Last Tuesday night, each of 50 Richmonders traveling to Durham, N.C., the next day to see the transformative wonders of its baseball park, falls into deep slumber. Something amazing happens. They all experience the same dream.
First comes the jarring, jangling noise of chains. This can’t be Marley’s ghost for the holidays are past. But another male figure slowly emerges.
Whoah. … It’s the ghost of Gabriel, often known as Gabriel Prosser — the slave who’d led a thwarted rebellion in 1800. When caught, he’d been paraded through Richmond streets before a swift trial and hanging in Shockoe Bottom.
“Go to the Bottom,” Prosser’s ghost implores the slumbering ones. “To the Bottom, to the Bot. … to the. …” the voice trails off.
Prosser’s eerie visage disappears, happily, and up wafts the reassuring aroma of coffee. It’s Wednesday morning and the junket goers clutch to-go coffee cups as they await their charter bus. But the dream turns bizarre again.
Zombie-like, the group files past the motor coach and drifts single file over to Broad Street. Here, they board a GRTC bus for Church Hill (a first-time experience for some). As the purple bus lurches past the VCU Medical Center and down the steep slope into the Shockoe Bottom, the zombies sense something wrong and ring the bell.
Disembarking in Shockoe Bottom, the disoriented zombies stand at the intersection of Broad and North 18th streets. Most are frightened. The coffee was delicious, but this isn’t what they’d signed up for. And they can’t shake Gabriel’s invisible guiding spirit.

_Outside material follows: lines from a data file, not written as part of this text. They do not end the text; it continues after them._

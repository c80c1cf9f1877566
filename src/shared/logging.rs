use tracing_subscriber::EnvFilter;

pub const LOG_FILTER_ENV: &str = "STAGEHAND_LOG";

/// Target used for captured child process output.
pub const CHILD_OUTPUT_TARGET: &str = "stagehand::child";

/// Installs the global fmt subscriber. Safe to call from every test; only the
/// first call wins.
///
/// The filter comes from `STAGEHAND_LOG`, then `RUST_LOG`, then `info`.
pub fn init_tracing() {
    let filter = std::env::var(LOG_FILTER_ENV)
        .ok()
        .and_then(|raw| EnvFilter::try_new(raw).ok())
        .or_else(|| EnvFilter::try_from_default_env().ok())
        .unwrap_or_else(|| EnvFilter::new("info"));

    let _ = tracing_subscriber::fmt()
        .with_env_filter(filter)
        .with_test_writer()
        .try_init();
}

Suddenly the situation brightens. Mirage-like, at Broad and 18th, they spot an Exxon and a McDonald’s. They sigh in relief: Slave chains have miraculously given way to national chains. Surely a sign of how this area will look with ballpark development. There’ll be a chain grocer, a chain hotel, chain restaurants and maybe a chain managing the proposed parking deck.
With new hope, the strange ones turn to make their way back to their still-waiting motor coach across town. This isn’t to be. The ghost Gabriel hinders them.

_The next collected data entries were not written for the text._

use serde::{Deserialize, Serialize};

/// Which side of a matched pair an update is reported against.
#[derive(Clone, Copy, Debug, Default, PartialEq, Eq, Serialize, Deserialize)]
#[serde(rename_all = "lowercase")]
pub enum UpdateIndex {
    /// Index into the source. Staged element updates always use this, since
    /// the update stage keeps the source layout.
    #[default]
    Source,
    /// Index into the target. Section updates use this, since they run after
    /// every structural stage.
    Target,
}

/// Configuration for flat diffs.
#[derive(Clone, Debug, Default, PartialEq, Eq, Serialize, Deserialize)]
#[serde(default)]
pub struct DiffConfig {
    /// Section index stamped on every element path of a flat diff.
    pub section: usize,
    /// Side [`diff_linear_with`](crate::diff_linear_with) reports updates
    /// against. Staged changesets ignore it.
    pub update_index: UpdateIndex,
}

impl DiffConfig {
    /// A configuration placing the flat diff in `section`.
    pub fn in_section(section: usize) -> Self {
        Self {
            section,
            ..Default::default()
        }
    }
}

They stumble along 19th Street, passing a former synagogue-turned apartment building (a Star of David is imbedded in the pediment). On the next corner is the Adam Craig house, harkening to 200 years ago when it was probably a farmhouse. Next, they pass Masons’ Hall, a glorious frame building in the Palladian style, a marker says Lafayette was entertained here after the American Revolution.
They pass block after block of former tobacco plants and cigarette factories. Most now house distinctive apartments. Some have antique shops, photography studios and nightclubs on the ground floors.
Where there had once been surface parking lots, spiffy and contemporary-looking apartment complexes now rise. A cheerful and large grocery store, containing a Starbucks, no less, is up the street.
This is clearly still a dream, but no nightmare. The zombies come to appreciate the funky mix of buildings lining the old brick sidewalks — and the unheralded, historical and contemporary vibe of the Bottom.
The images and vistas come ever faster. There is the Poe Museum and remnants of canals. In the distance is the amazing clock tower of the chateaulike train station. … with an Amtrak pulling in. But what’s the future for the glorious train shed?
Then the pedestrians arrive at the 17th Street Farmers’ Market. Few vendors are evident. “Pathetic,” think the zombies, “Why hasn’t this urban asset not been cultivated?” During the past decade folks here and elsewhere have gone gaga over the organic and local food movement. Why do architectural sketches of the ballpark redevelopment shown this all but wiped out— as a meandering and soulless pathway?
Finally, circling back, the zombies come upon the proposed ballpark site. A smattering of old brick buildings still stand in some of the threatened blocks. Suddenly it is clear to the zombies: Let’s restore those tattered old relics, build infill offices and apartments — on pilings if necessary. (Flooding, of course.) All-important: Keep the Bottom grid intact; tighten up the urban fabric. Don’t stick an open hole of a baseball diamond in the middle of it. Vary the textures and building materials, be consistent in scale and have respect for centuries of irreplaceable Richmond experiences embedded here.
But the group of 31 knows that Gabriel’s ghost isn’t finished: He has something else to show them.
“This is getting way too creepy for me,” whispers one of the Lost Ones to a colleague.
“Well, yeah,” is the response.
“Remember the slaves, remember the men, the women, the children,” invokes Gabriel. He says this again. And again.
Looking around, the 50 zombies can see very little. Train tracks and trestles and interstate traffic lanes have obliterated most of the material fabric where hundreds of thousands of slaves were sold and sent off to distant places.
“A stadium will be only the next blow, insult, tragedy…” utters Gabriel, his visage fading.
Suddenly fully awake, the 50 Richmonders approach the waiting charter bus for North Carolina. All are exhilarated and wiser for what they dreamed.
“So we’re headed to Durham to find guidance?” one of the group asks.